WHAT THIS TASK INVOLVES:
When the word "mpsc" appears in a line of the data below, list that line.

SUPPLIED DATA:
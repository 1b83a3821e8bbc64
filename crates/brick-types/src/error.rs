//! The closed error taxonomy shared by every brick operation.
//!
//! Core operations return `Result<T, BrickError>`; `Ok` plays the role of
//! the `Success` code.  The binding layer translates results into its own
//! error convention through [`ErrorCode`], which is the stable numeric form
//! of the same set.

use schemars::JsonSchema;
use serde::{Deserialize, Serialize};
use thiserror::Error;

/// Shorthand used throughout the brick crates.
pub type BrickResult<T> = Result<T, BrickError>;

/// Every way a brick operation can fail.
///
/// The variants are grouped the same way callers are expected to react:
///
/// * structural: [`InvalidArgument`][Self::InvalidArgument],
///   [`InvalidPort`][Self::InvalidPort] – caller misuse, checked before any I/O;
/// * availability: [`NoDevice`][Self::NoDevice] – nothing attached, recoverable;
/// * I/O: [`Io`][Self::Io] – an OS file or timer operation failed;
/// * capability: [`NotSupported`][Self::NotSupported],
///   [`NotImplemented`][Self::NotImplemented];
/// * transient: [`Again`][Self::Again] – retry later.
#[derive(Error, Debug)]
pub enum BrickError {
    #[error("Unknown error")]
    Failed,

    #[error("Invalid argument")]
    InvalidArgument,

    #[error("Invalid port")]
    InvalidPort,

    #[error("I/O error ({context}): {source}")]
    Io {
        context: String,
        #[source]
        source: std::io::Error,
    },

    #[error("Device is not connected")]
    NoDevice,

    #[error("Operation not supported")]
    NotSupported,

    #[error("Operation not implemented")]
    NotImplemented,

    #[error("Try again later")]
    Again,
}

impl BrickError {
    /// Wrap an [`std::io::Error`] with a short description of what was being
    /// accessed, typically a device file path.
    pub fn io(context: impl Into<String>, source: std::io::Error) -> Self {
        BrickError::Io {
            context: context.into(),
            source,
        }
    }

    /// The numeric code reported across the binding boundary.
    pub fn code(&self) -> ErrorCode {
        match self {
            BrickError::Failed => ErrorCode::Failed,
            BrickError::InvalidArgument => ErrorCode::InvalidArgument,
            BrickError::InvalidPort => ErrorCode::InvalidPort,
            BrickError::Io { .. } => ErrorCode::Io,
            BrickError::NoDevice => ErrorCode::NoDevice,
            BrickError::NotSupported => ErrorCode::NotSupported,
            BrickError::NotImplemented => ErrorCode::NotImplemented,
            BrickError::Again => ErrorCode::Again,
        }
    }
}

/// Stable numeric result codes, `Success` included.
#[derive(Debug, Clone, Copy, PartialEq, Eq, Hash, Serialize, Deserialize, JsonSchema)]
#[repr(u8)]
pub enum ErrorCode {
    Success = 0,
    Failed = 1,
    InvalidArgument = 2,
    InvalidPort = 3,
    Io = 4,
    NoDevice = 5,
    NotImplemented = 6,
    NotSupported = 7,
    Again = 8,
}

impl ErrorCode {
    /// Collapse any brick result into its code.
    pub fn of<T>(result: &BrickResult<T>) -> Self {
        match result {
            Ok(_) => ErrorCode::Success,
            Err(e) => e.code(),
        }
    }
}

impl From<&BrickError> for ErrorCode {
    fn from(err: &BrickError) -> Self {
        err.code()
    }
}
==
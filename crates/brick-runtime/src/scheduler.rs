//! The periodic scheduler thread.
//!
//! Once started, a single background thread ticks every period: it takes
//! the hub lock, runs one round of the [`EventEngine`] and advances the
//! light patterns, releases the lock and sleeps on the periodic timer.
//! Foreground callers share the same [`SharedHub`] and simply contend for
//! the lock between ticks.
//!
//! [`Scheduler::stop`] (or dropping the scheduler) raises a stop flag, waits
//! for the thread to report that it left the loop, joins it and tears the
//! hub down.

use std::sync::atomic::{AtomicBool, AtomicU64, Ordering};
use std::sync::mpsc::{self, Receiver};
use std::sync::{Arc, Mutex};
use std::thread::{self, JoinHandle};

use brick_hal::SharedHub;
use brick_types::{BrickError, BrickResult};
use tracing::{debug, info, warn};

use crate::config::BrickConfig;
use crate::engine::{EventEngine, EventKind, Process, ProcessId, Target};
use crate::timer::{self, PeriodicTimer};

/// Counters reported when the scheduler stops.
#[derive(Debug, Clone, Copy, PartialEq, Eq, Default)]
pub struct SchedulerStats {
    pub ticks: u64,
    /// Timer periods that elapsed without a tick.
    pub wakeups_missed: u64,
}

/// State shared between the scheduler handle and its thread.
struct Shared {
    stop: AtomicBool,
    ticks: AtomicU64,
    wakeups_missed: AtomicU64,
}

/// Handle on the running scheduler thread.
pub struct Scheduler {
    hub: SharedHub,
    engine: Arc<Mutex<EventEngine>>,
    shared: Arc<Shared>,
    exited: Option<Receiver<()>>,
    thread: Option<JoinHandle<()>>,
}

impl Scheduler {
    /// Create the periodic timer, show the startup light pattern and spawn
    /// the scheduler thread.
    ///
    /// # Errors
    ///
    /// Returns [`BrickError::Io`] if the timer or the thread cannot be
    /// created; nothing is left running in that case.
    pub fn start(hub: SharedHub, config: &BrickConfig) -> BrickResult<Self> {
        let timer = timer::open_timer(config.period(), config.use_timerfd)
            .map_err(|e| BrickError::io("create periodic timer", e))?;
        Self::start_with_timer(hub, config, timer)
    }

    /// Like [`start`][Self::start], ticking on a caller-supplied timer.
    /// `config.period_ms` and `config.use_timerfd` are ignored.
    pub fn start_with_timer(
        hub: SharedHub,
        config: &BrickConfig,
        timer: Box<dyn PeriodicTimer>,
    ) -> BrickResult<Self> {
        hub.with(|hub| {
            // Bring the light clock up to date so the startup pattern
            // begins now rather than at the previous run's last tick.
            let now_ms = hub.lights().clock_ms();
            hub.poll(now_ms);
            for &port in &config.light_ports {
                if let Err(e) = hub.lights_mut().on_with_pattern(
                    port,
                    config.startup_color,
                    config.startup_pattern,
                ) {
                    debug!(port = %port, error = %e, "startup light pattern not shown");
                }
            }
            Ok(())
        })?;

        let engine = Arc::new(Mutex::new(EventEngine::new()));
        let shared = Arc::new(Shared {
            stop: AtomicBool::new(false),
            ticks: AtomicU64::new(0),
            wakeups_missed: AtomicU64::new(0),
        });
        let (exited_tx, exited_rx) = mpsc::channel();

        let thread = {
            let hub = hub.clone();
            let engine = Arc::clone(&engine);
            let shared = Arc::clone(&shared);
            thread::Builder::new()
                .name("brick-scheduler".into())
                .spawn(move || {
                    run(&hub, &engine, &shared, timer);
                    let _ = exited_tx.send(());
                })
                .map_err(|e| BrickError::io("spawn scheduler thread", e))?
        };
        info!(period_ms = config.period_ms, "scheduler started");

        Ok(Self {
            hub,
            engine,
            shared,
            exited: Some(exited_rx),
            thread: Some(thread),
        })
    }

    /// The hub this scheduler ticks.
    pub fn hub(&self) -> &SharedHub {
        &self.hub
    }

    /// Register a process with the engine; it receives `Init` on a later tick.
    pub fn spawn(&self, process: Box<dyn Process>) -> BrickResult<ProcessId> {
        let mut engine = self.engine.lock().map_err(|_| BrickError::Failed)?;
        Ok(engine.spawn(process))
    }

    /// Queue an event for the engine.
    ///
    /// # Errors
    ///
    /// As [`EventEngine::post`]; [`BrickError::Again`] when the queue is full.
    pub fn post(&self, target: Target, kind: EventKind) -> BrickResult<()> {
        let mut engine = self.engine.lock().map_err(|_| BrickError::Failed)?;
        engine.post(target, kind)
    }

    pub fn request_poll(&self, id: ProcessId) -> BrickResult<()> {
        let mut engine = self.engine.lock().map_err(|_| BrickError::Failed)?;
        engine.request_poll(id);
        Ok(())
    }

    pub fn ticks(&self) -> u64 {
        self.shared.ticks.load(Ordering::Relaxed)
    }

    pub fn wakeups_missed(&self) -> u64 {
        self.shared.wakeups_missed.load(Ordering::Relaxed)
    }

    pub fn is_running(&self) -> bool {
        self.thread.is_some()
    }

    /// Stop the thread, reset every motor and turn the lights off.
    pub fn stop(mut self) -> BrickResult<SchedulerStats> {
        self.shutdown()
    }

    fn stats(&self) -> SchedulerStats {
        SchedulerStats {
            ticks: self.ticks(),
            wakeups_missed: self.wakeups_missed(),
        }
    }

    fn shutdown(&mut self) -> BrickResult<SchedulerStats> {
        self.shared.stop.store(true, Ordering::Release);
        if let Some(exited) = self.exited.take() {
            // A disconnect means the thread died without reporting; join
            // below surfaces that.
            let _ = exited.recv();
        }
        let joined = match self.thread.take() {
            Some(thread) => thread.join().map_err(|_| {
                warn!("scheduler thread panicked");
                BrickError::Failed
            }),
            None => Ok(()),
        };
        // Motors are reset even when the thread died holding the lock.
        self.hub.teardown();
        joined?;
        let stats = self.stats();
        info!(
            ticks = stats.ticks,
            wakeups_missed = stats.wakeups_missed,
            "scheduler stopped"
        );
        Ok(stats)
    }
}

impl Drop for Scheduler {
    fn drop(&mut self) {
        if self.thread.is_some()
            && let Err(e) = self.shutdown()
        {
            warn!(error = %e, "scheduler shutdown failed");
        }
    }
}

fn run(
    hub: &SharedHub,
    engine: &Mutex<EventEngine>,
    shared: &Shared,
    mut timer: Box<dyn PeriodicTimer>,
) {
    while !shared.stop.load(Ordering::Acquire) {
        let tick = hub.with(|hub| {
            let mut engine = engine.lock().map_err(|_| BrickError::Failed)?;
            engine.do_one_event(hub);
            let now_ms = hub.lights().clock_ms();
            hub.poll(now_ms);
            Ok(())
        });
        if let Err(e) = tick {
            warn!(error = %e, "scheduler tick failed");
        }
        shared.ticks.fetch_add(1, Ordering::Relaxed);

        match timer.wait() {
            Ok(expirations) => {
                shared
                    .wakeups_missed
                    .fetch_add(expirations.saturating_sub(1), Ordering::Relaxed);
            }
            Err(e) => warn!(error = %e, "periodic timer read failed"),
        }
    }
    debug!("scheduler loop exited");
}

RESULT OF THIS EXERCISE:
use std::sync::mpsc::{self, Receiver};
        let (exited_tx, exited_rx) = mpsc::channel();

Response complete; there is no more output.